▶ [WHAT THE EXERCISE ASKS]: Everything from the line containing "pub(crate) struct Cli" through the line containing "pub(crate) enum Backend" should be repeated exactly, and nothing else from the data.

▶ [GIVEN RECORDS]:
use std::path::PathBuf;

use clap::{Args, Parser, Subcommand, ValueEnum};
use encvm_gates::IntegerParams;
use encvm_isa::{Geometry, GeometryError};

/// Encrypted stored-program computer
#[derive(Parser, Debug)]
#[command(name = "encvm")]
#[command(author, version, about, long_about = None)]
pub(crate) struct Cli {
    #[command(subcommand)]
    pub(crate) command: Command,
}

#[derive(Subcommand, Debug)]
pub(crate) enum Command {
    /// Encrypt an image, run it for a fixed number of cycles and print the
    /// decrypted result
    Run(RunCommand),
    /// Run an image on the plaintext reference interpreter
    Reference(ReferenceCommand),
    /// List an image with disassembly
    Disasm(DisasmCommand),
}

/// Homomorphic backend evaluating the gates.
#[derive(ValueEnum, Clone, Copy, Debug, PartialEq, Eq)]
pub(crate) enum Backend {
    /// Plain booleans, no encryption
    Cleartext,
    /// Somewhat-homomorphic encryption over the integers
    Integer,
}

#[derive(Args, Debug)]
pub(crate) struct GeometryArgs {
    /// Address bits selecting the memory row
    #[arg(long = "row-bits", default_value_t = 4, value_name = "BITS")]
    pub(crate) row_bits: u32,

    /// Address bits selecting the memory column
    #[arg(long = "col-bits", default_value_t = 4, value_name = "BITS")]
    pub(crate) col_bits: u32,
}

impl GeometryArgs {
    pub(crate) fn geometry(&self) -> Result<Geometry, GeometryError> {
        Geometry::new(self.row_bits, self.col_bits)
    }
}

#[derive(Args, Debug)]
pub(crate) struct RunCommand {
    /// Program image file
    #[arg(value_name = "IMAGE")]
    pub(crate) image: PathBuf,

    /// Number of cycles to run
    #[arg(short = 'n', long, value_name = "N")]
    pub(crate) cycles: u64,

    #[command(flatten)]
    pub(crate) geometry: GeometryArgs,

    /// Backend evaluating the gates
    #[arg(short, long, value_enum, default_value_t = Backend::Cleartext)]
    pub(crate) backend: Backend,

    /// Passphrase the integer backend derives its keys from
    #[arg(long, default_value = "encvm", value_name = "PHRASE")]
    pub(crate) seed: String,

    /// Integer backend: bits of encryption noise
    #[arg(long = "noise-bits", value_name = "BITS")]
    pub(crate) noise_bits: Option<u32>,

    /// Integer backend: bits of the secret key
    #[arg(long = "secret-bits", value_name = "BITS")]
    pub(crate) secret_bits: Option<u32>,

    /// Integer backend: bits of the public modulus
    #[arg(long = "modulus-bits", value_name = "BITS")]
    pub(crate) modulus_bits: Option<u32>,

    /// Stop after the first cycle that ends past this many seconds
    #[arg(long = "time-limit", value_name = "SECS")]
    pub(crate) time_limit: Option<u64>,

    /// Scan memory on all cores
    #[arg(long)]
    pub(crate) parallel: bool,

    /// Log decrypted registers after every cycle
    #[arg(long)]
    pub(crate) trace: bool,

    /// Compare the result with the reference interpreter
    #[arg(long)]
    pub(crate) check: bool,
}

impl RunCommand {
    pub(crate) fn integer_params(&self) -> IntegerParams {
        let defaults = IntegerParams::default();
        IntegerParams {
            noise_bits: self.noise_bits.unwrap_or(defaults.noise_bits),
            secret_bits: self.secret_bits.unwrap_or(defaults.secret_bits),
            modulus_bits: self.modulus_bits.unwrap_or(defaults.modulus_bits),
        }
    }
}

#[derive(Args, Debug)]
pub(crate) struct ReferenceCommand {
    /// Program image file
    #[arg(value_name = "IMAGE")]
    pub(crate) image: PathBuf,

    /// Number of cycles to run
    #[arg(short = 'n', long, value_name = "N")]
    pub(crate) cycles: u64,

    #[command(flatten)]
    pub(crate) geometry: GeometryArgs,
}

#[derive(Args, Debug)]
pub(crate) struct DisasmCommand {
    /// Program image file
    #[arg(value_name = "IMAGE")]
    pub(crate) image: PathBuf,
}
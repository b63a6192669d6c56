//! Cleartext backend.

use crate::context::{CryptoContext, Gate};

/// Cleartext context for boolean gate evaluation.
///
/// The "ciphertext" is the plain bit, so this runs the machine without any
/// encryption. Useful for testing and for computing expected outputs; it has
/// no noise, so the gate library never refreshes its values.
#[derive(Debug, Clone, Copy, Default)]
pub struct CleartextContext;

impl CleartextContext {
    /// Creates a new cleartext context.
    pub fn new() -> Self {
        Self
    }
}

impl CryptoContext for CleartextContext {
    type Ciphertext = bool;

    fn encrypt(&self, bit: bool) -> bool {
        bit
    }

    fn decrypt(&self, ciphertext: &bool) -> bool {
        *ciphertext
    }

    fn eval(&self, gate: Gate<'_, bool>) -> bool {
        match gate {
            Gate::And(lhs, rhs) => *lhs & *rhs,
            Gate::Xor(lhs, rhs) => *lhs ^ *rhs,
            Gate::Not(input) => !*input,
        }
    }

    fn refresh(&self, ciphertext: &bool) -> bool {
        *ciphertext
    }

    fn fresh_noise(&self) -> u32 {
        0
    }

    fn noise_budget(&self) -> u32 {
        u32::MAX
    }
}

#[cfg(test)]
mod tests {
    use super::*;

    #[test]
    fn test_truth_tables() {
        let ctx = CleartextContext::new();
        for a in [false, true] {
            assert_eq!(ctx.eval(Gate::Not(&a)), !a);
            for b in [false, true] {
                assert_eq!(ctx.eval(Gate::And(&a, &b)), a & b);
                assert_eq!(ctx.eval(Gate::Xor(&a, &b)), a ^ b);
            }
        }
    }
}
//! Boolean gate evaluation over homomorphically encrypted bits.
//!
//! A [`CryptoContext`] evaluates the three primitive gates (AND, XOR, NOT) on
//! its own ciphertexts. The [`GateLibrary`] builds every other operation from
//! those gates, keeps per-bit noise estimates and refreshes ciphertexts before
//! they become undecryptable.
//!
//! Two backends ship with the crate: [`CleartextContext`], which evaluates on
//! plain bits, and [`IntegerContext`], a somewhat-homomorphic scheme over the
//! integers.

pub mod cleartext;
pub mod context;
pub mod integer;
pub mod library;
pub mod types;

pub use cleartext::CleartextContext;
pub use context::{CryptoContext, Gate, GateKind};
pub use integer::{IntegerCiphertext, IntegerContext, IntegerParams, IntegerParamsError};
pub use library::{Bit, GateLibrary, GateStats, Word};
pub use types::{EncryptedBit, EncryptedWord};
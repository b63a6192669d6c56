//! Traits for genericising the homomorphic backend behind the gate library.

use std::fmt::Debug;

/// The kind of a boolean gate, without its operands.
#[derive(Debug, Clone, Copy, PartialEq, Eq, Hash)]
pub enum GateKind {
    /// Two-input AND. The only non-linear gate.
    And,
    /// Two-input XOR.
    Xor,
    /// Negation.
    Not,
}

/// A gate together with borrowed ciphertext operands.
#[derive(Debug, Clone, Copy)]
pub enum Gate<'a, C> {
    /// `lhs & rhs`
    And(&'a C, &'a C),
    /// `lhs ^ rhs`
    Xor(&'a C, &'a C),
    /// `!input`
    Not(&'a C),
}

impl<C> Gate<'_, C> {
    /// Returns the kind of this gate.
    pub fn kind(&self) -> GateKind {
        match self {
            Gate::And(..) => GateKind::And,
            Gate::Xor(..) => GateKind::Xor,
            Gate::Not(..) => GateKind::Not,
        }
    }
}

/// A homomorphic encryption backend able to evaluate boolean gates.
///
/// Implementations hold whatever key material they need. The machine only
/// ever calls [`CryptoContext::eval`] and [`CryptoContext::refresh`] while
/// running; [`CryptoContext::encrypt`] is used to build images and constants
/// and [`CryptoContext::decrypt`] is reserved for debug dumps and for the
/// external consumer of the final memory.
///
/// The context is shared read-only by every gate evaluation, possibly from
/// several threads at once.
pub trait CryptoContext: Send + Sync {
    /// Ciphertext of a single bit.
    type Ciphertext: Clone + Debug + Send + Sync;

    /// Encrypts one bit.
    fn encrypt(&self, bit: bool) -> Self::Ciphertext;

    /// Decrypts one bit.
    fn decrypt(&self, ciphertext: &Self::Ciphertext) -> bool;

    /// Evaluates a gate over encrypted operands.
    fn eval(&self, gate: Gate<'_, Self::Ciphertext>) -> Self::Ciphertext;

    /// Produces a ciphertext of the same bit with fresh noise, by
    /// bootstrapping or re-encryption.
    fn refresh(&self, ciphertext: &Self::Ciphertext) -> Self::Ciphertext;

    /// Noise estimate of a freshly encrypted or refreshed ciphertext.
    fn fresh_noise(&self) -> u32;

    /// Largest noise estimate that still decrypts correctly.
    fn noise_budget(&self) -> u32;

    /// Noise estimate of a gate output given the estimates of its operands.
    ///
    /// `rhs` is ignored for [`GateKind::Not`]. The default models a scheme
    /// where noise is measured in bits: products add, sums grow by one bit.
    fn gate_noise(&self, kind: GateKind, lhs: u32, rhs: u32) -> u32 {
        match kind {
            GateKind::And => lhs.saturating_add(rhs),
            GateKind::Xor => lhs.max(rhs).saturating_add(1),
            GateKind::Not => lhs.saturating_add(1),
        }
    }
}
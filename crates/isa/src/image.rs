//! Plaintext program images and their text format.
//!
//! An image file holds one item per line:
//!
//! ```text
//! # comment
//! .pc 0        # initial program counter
//! .ac 0x10     # initial accumulator
//! .org 8       # place following words from address 8
//! 0x0305       # a word, decimal or 0x-prefixed hex
//! ```

use std::fs;
use std::path::Path;
use std::str::FromStr;

use thiserror::Error;

use crate::{Geometry, MAX_ADDRESS_BITS};

/// Initial machine state in plaintext.
#[derive(Debug, Clone, Default, PartialEq, Eq)]
pub struct ProgramImage {
    /// Initial program counter.
    pub pc: u16,
    /// Initial accumulator.
    pub ac: u16,
    /// Memory words from address 0. Missing words are zero.
    pub words: Vec<u16>,
}

/// Malformed image text.
#[derive(Debug, Error)]
pub enum ImageError {
    /// Reading the image file failed.
    #[error("failed to read image: {0}")]
    Io(#[from] std::io::Error),

    /// A token that is not a number.
    #[error("line {line}: invalid number '{token}'")]
    InvalidNumber {
        /// 1-based line number.
        line: usize,
        /// Offending token.
        token: String,
    },

    /// A number that does not fit in a word.
    #[error("line {line}: {value} does not fit in 16 bits")]
    OutOfRange {
        /// 1-based line number.
        line: usize,
        /// Parsed value.
        value: u64,
    },

    /// A word placed past the last addressable cell.
    #[error("line {line}: address {address:#x} is outside the {}-bit address space", MAX_ADDRESS_BITS)]
    AddressOutOfRange {
        /// 1-based line number.
        line: usize,
        /// Address the word would land at.
        address: usize,
    },

    /// A directive other than `.pc`, `.ac` or `.org`.
    #[error("line {line}: unknown directive '{directive}'")]
    UnknownDirective {
        /// 1-based line number.
        line: usize,
        /// Offending directive, including the dot.
        directive: String,
    },

    /// A directive without its value.
    #[error("line {line}: '{directive}' needs a value")]
    MissingValue {
        /// 1-based line number.
        line: usize,
        /// Directive missing its value.
        directive: String,
    },

    /// More than one item on a line.
    #[error("line {line}: unexpected '{token}'")]
    TrailingInput {
        /// 1-based line number.
        line: usize,
        /// First unexpected token.
        token: String,
    },
}

/// Image that does not fit a geometry.
#[derive(Debug, Error, PartialEq, Eq)]
pub enum FitError {
    /// A word placed past the last memory cell.
    #[error("image places a word at address {address:#x} but memory holds {capacity} words")]
    AddressOutOfRange {
        /// Highest address the image writes.
        address: usize,
        /// Memory capacity.
        capacity: usize,
    },

    /// The initial program counter is not an address.
    #[error("initial pc {pc} does not fit in {address_bits} address bits")]
    PcOutOfRange {
        /// Initial program counter.
        pc: u16,
        /// Address width of the geometry.
        address_bits: u32,
    },
}

impl ProgramImage {
    /// Image holding `words` from address 0 with zeroed registers.
    pub fn from_words(words: impl Into<Vec<u16>>) -> Self {
        Self {
            words: words.into(),
            ..Self::default()
        }
    }

    /// Sets the initial program counter.
    pub fn with_pc(mut self, pc: u16) -> Self {
        self.pc = pc;
        self
    }

    /// Sets the initial accumulator.
    pub fn with_ac(mut self, ac: u16) -> Self {
        self.ac = ac;
        self
    }

    /// Reads and parses an image file.
    pub fn read(path: impl AsRef<Path>) -> Result<Self, ImageError> {
        let text = fs::read_to_string(path)?;
        text.parse()
    }

    /// Checks that the image can be loaded into `geometry`.
    pub fn check_fits(&self, geometry: Geometry) -> Result<(), FitError> {
        if self.words.len() > geometry.capacity() {
            return Err(FitError::AddressOutOfRange {
                address: self.words.len() - 1,
                capacity: geometry.capacity(),
            });
        }

        if self.pc & !geometry.address_mask() != 0 {
            return Err(FitError::PcOutOfRange {
                pc: self.pc,
                address_bits: geometry.address_bits(),
            });
        }

        Ok(())
    }

    /// Memory contents padded with zeros to the capacity of `geometry`.
    pub fn memory(&self, geometry: Geometry) -> Result<Vec<u16>, FitError> {
        self.check_fits(geometry)?;
        let mut memory = self.words.clone();
        memory.resize(geometry.capacity(), 0);
        Ok(memory)
    }
}

impl FromStr for ProgramImage {
    type Err = ImageError;

    fn from_str(text: &str) -> Result<Self, Self::Err> {
        let mut image = ProgramImage::default();
        let mut cursor = 0usize;

        for (index, raw) in text.lines().enumerate() {
            let line = index + 1;
            let content = raw.split('#').next().unwrap_or_default();
            let mut tokens = content.split_whitespace();

            let Some(first) = tokens.next() else {
                continue;
            };

            if let Some(directive) = first.strip_prefix('.') {
                let value = match tokens.next() {
                    Some(token) => parse_word(line, token)?,
                    None => {
                        return Err(ImageError::MissingValue {
                            line,
                            directive: first.to_string(),
                        });
                    }
                };

                match directive {
                    "pc" => image.pc = value,
                    "ac" => image.ac = value,
                    "org" => cursor = usize::from(value),
                    _ => {
                        return Err(ImageError::UnknownDirective {
                            line,
                            directive: first.to_string(),
                        });
                    }
                }
            } else {
                let word = parse_word(line, first)?;
                if cursor >= 1 << MAX_ADDRESS_BITS {
                    return Err(ImageError::AddressOutOfRange {
                        line,
                        address: cursor,
                    });
                }
                if image.words.len() <= cursor {
                    image.words.resize(cursor + 1, 0);
                }
                image.words[cursor] = word;
                cursor += 1;
            }

            if let Some(extra) = tokens.next() {
                return Err(ImageError::TrailingInput {
                    line,
                    token: extra.to_string(),
                });
            }
        }

        Ok(image)
    }
}

fn parse_word(line: usize, token: &str) -> Result<u16, ImageError> {
    let parsed = match token
        .strip_prefix("0x")
        .or_else(|| token.strip_prefix("0X"))
    {
        Some(hex) => u64::from_str_radix(hex, 16),
        None => token.parse::<u64>(),
    };

    let value = parsed.map_err(|_| ImageError::InvalidNumber {
        line,
        token: token.to_string(),
    })?;

    u16::try_from(value).map_err(|_| ImageError::OutOfRange { line, value })
}
//! Plaintext reference interpreter.
//!
//! Executes the instruction set exactly as the encrypted machine's gate
//! network does, including the behaviour of the unassigned opcode and the
//! internal staging register, so the two can be compared word for word.

use std::fmt;

use crate::{FitError, Geometry, Instruction, Opcode, ProgramImage};

/// Plaintext register file.
#[derive(Debug, Clone, Copy, Default, PartialEq, Eq)]
pub struct Registers {
    /// Program counter; only the address bits are meaningful.
    pub pc: u16,
    /// Accumulator.
    pub ac: u16,
    /// Carry flag.
    pub carry: bool,
    /// Zero flag.
    pub zero: bool,
    /// Minus flag.
    pub minus: bool,
    /// Last word read by the memory stage.
    pub staging: u16,
}

impl fmt::Display for Registers {
    fn fmt(&self, f: &mut fmt::Formatter<'_>) -> fmt::Result {
        let flag = |set: bool, name: char| if set { name } else { '-' };
        write!(
            f,
            "pc={:#04x} ac={:#06x} flags={}{}{} staging={:#06x}",
            self.pc,
            self.ac,
            flag(self.carry, 'C'),
            flag(self.zero, 'Z'),
            flag(self.minus, 'M'),
            self.staging
        )
    }
}

/// The machine in plaintext.
#[derive(Debug, Clone)]
pub struct ReferenceMachine {
    geometry: Geometry,
    memory: Vec<u16>,
    registers: Registers,
    cycles: u64,
}

impl ReferenceMachine {
    /// Loads `image` into a memory of shape `geometry`.
    pub fn new(geometry: Geometry, image: &ProgramImage) -> Result<Self, FitError> {
        let memory = image.memory(geometry)?;
        Ok(Self {
            geometry,
            memory,
            registers: Registers {
                pc: image.pc,
                ac: image.ac,
                ..Registers::default()
            },
            cycles: 0,
        })
    }

    /// Memory geometry.
    pub fn geometry(&self) -> Geometry {
        self.geometry
    }

    /// Memory contents.
    pub fn memory(&self) -> &[u16] {
        &self.memory
    }

    /// Register file.
    pub fn registers(&self) -> &Registers {
        &self.registers
    }

    /// Number of cycles executed so far.
    pub fn cycles(&self) -> u64 {
        self.cycles
    }

    /// Runs `cycles` cycles.
    pub fn run(&mut self, cycles: u64) {
        for _ in 0..cycles {
            self.step();
        }
    }

    /// Runs one fetch, decode, memory, execute, writeback cycle.
    pub fn step(&mut self) {
        let mask = self.geometry.address_mask();
        let regs = self.registers;

        // Fetch.
        let instruction = Instruction::decode(self.memory[usize::from(regs.pc & mask)]);
        let opcode = instruction.opcode();
        let is = |op: Opcode| opcode == Some(op);

        // Memory: a store writes the accumulator, everything else reads.
        let ea = if instruction.indirect {
            regs.ac & mask
        } else {
            u16::from(instruction.operand) & mask
        };
        let staging = if is(Opcode::Store) {
            self.memory[usize::from(ea)] = regs.ac;
            regs.staging
        } else {
            self.memory[usize::from(ea)]
        };
        let b = if instruction.indirect {
            low_byte(staging)
        } else {
            instruction.operand
        };

        // Execute.
        let ac = low_byte(regs.ac);
        let carry_in = u8::from(regs.carry);
        let sum = u16::from(ac) + u16::from(b) + u16::from(carry_in);
        let diff = ac.wrapping_add(!b).wrapping_add(1);

        let (result, carry) = match opcode {
            Some(Opcode::Load) => (low_byte(staging), regs.carry),
            Some(Opcode::La) => (instruction.operand, regs.carry),
            Some(Opcode::Rol) => ((ac << 1) | carry_in, ac & 0x80 != 0),
            Some(Opcode::Ror) => ((ac >> 1) | (carry_in << 7), ac & 1 != 0),
            Some(Opcode::Add) => (low_byte(sum), sum > 0xFF),
            Some(Opcode::Xor) => (ac ^ b, regs.carry),
            Some(Opcode::And) => (ac & b, regs.carry),
            Some(Opcode::Or) => (ac | b, regs.carry),
            Some(Opcode::Clc) => (ac, false),
            Some(Opcode::Sec) => (ac, true),
            Some(
                Opcode::Store | Opcode::Beq | Opcode::Jmp | Opcode::Bmi | Opcode::Cmp,
            ) => (ac, regs.carry),
            // No selector fires: the result mux yields zero.
            None => (0, regs.carry),
        };

        // Writeback.
        let (zero, minus) = if is(Opcode::Cmp) {
            (diff == 0, diff & 0x80 != 0)
        } else {
            let held = regs.zero && (is(Opcode::Beq) || is(Opcode::Bmi));
            (result == 0 || held, regs.minus)
        };

        let taken =
            is(Opcode::Jmp) || (is(Opcode::Bmi) && minus) || (is(Opcode::Beq) && zero);
        let pc = if taken {
            ea
        } else {
            regs.pc.wrapping_add(1) & mask
        };

        self.registers = Registers {
            pc,
            ac: (regs.ac & 0xFF00) | u16::from(result),
            carry,
            zero,
            minus,
            staging,
        };
        self.cycles += 1;
    }
}

fn low_byte(word: u16) -> u8 {
    (word & 0xFF) as u8
}

#[cfg(test)]
mod tests {
    use rand::{Rng, SeedableRng};
    use rand_chacha::ChaCha20Rng;

    use super::*;
    use crate::Opcode::*;

    fn program(instructions: &[Instruction]) -> ProgramImage {
        ProgramImage::from_words(instructions.iter().map(|i| i.encode()).collect::<Vec<_>>())
    }

    fn small() -> Geometry {
        Geometry::new(2, 2).unwrap()
    }

    #[test]
    fn test_la_store() {
        let image = program(&[Instruction::new(La, 5), Instruction::new(Store, 10)]);
        let mut machine = ReferenceMachine::new(Geometry::default(), &image).unwrap();
        machine.run(2);
        assert_eq!(machine.memory()[10], 5);
        assert_eq!(machine.registers().ac, 5);
        assert_eq!(machine.registers().pc, 2);
        assert_eq!(machine.cycles(), 2);
    }

    #[test]
    fn test_beq_taken_on_zero_accumulator() {
        let image = program(&[Instruction::new(Beq, 9)]);
        let mut machine = ReferenceMachine::new(small(), &image).unwrap();
        machine.step();
        assert_eq!(machine.registers().pc, 9);
        assert!(machine.registers().zero);
    }

    #[test]
    fn test_zero_cycles_keeps_image() {
        let image = program(&[Instruction::new(La, 1)]).with_pc(3).with_ac(0x1234);
        let mut machine = ReferenceMachine::new(small(), &image).unwrap();
        machine.run(0);
        assert_eq!(machine.registers().pc, 3);
        assert_eq!(machine.registers().ac, 0x1234);
        assert_eq!(machine.memory()[0], 0x0301);
    }

    #[test]
    fn test_add_with_carry() {
        let image = program(&[
            Instruction::new(La, 0xF0),
            Instruction::new(Add, 0x20),
            Instruction::new(Add, 0x00),
        ])
        .with_ac(0xAB00);
        let mut machine = ReferenceMachine::new(small(), &image).unwrap();

        machine.run(2);
        assert_eq!(machine.registers().ac, 0xAB10);
        assert!(machine.registers().carry);

        machine.step();
        assert_eq!(machine.registers().ac, 0xAB11);
        assert!(!machine.registers().carry);
    }

    #[test]
    fn test_rotates_through_carry() {
        let image = program(&[
            Instruction::new(La, 0x81),
            Instruction::implied(Rol),
            Instruction::implied(Rol),
            Instruction::implied(Ror),
        ]);
        let mut machine = ReferenceMachine::new(small(), &image).unwrap();

        machine.run(2);
        assert_eq!(machine.registers().ac, 0x02);
        assert!(machine.registers().carry);

        machine.step();
        assert_eq!(machine.registers().ac, 0x05);
        assert!(!machine.registers().carry);

        machine.step();
        assert_eq!(machine.registers().ac, 0x02);
        assert!(machine.registers().carry);
    }

    #[test]
    fn test_cmp_and_bmi() {
        let image = program(&[
            Instruction::new(La, 3),
            Instruction::new(Cmp, 7),
            Instruction::new(Bmi, 12),
        ]);
        let mut machine = ReferenceMachine::new(small(), &image).unwrap();
        machine.run(2);
        assert!(machine.registers().minus);
        assert!(!machine.registers().zero);
        assert_eq!(machine.registers().ac, 3);

        machine.step();
        assert_eq!(machine.registers().pc, 12);
    }

    #[test]
    fn test_indirect_load_and_store() {
        let mut words = vec![
            Instruction::new(La, 13).encode(),
            Instruction::indirect(Load).encode(),
            Instruction::indirect(Store).encode(),
        ];
        words.resize(16, 0);
        words[13] = 0xBE0D;
        let mut machine = ReferenceMachine::new(small(), &ProgramImage::from_words(words)).unwrap();

        machine.run(2);
        // Low byte 0x0D points back at cell 13.
        assert_eq!(machine.registers().ac, 0x000D);
        assert_eq!(machine.registers().staging, 0xBE0D);

        machine.step();
        assert_eq!(machine.memory()[13], 0x000D);
        assert_eq!(machine.registers().staging, 0xBE0D);
    }

    #[test]
    fn test_unassigned_opcode_clears_accumulator() {
        let image = ProgramImage::from_words([0x0000u16]).with_ac(0x12FF);
        let mut machine = ReferenceMachine::new(small(), &image).unwrap();
        machine.step();
        assert_eq!(machine.registers().ac, 0x1200);
        assert!(machine.registers().zero);
        assert_eq!(machine.registers().pc, 1);
    }

    #[test]
    fn test_pc_wraps() {
        let image = ProgramImage::default().with_pc(15);
        let mut machine = ReferenceMachine::new(small(), &image).unwrap();
        machine.step();
        assert_eq!(machine.registers().pc, 0);
    }

    #[test]
    fn test_random_programs_stay_in_bounds() {
        let mut rng = ChaCha20Rng::seed_from_u64(0xE7C);
        let geometry = small();
        for _ in 0..64 {
            let words: Vec<u16> = (0..geometry.capacity()).map(|_| rng.random()).collect();
            let image = ProgramImage::from_words(words).with_ac(rng.random());
            let mut machine = ReferenceMachine::new(geometry, &image).unwrap();
            machine.run(32);
            assert!(machine.registers().pc <= geometry.address_mask());
            assert_eq!(machine.memory().len(), geometry.capacity());
        }
    }
}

▶ [RESULT OF THE EXERCISE]:
pub(crate) struct Cli {
    #[command(subcommand)]
    pub(crate) command: Command,
}

#[derive(Subcommand, Debug)]
pub(crate) enum Command {
    /// Encrypt an image, run it for a fixed number of cycles and print the
    /// decrypted result
    Run(RunCommand),
    /// Run an image on the plaintext reference interpreter
    Reference(ReferenceCommand),
    /// List an image with disassembly
    Disasm(DisasmCommand),
}

/// Homomorphic backend evaluating the gates.
#[derive(ValueEnum, Clone, Copy, Debug, PartialEq, Eq)]
pub(crate) enum Backend {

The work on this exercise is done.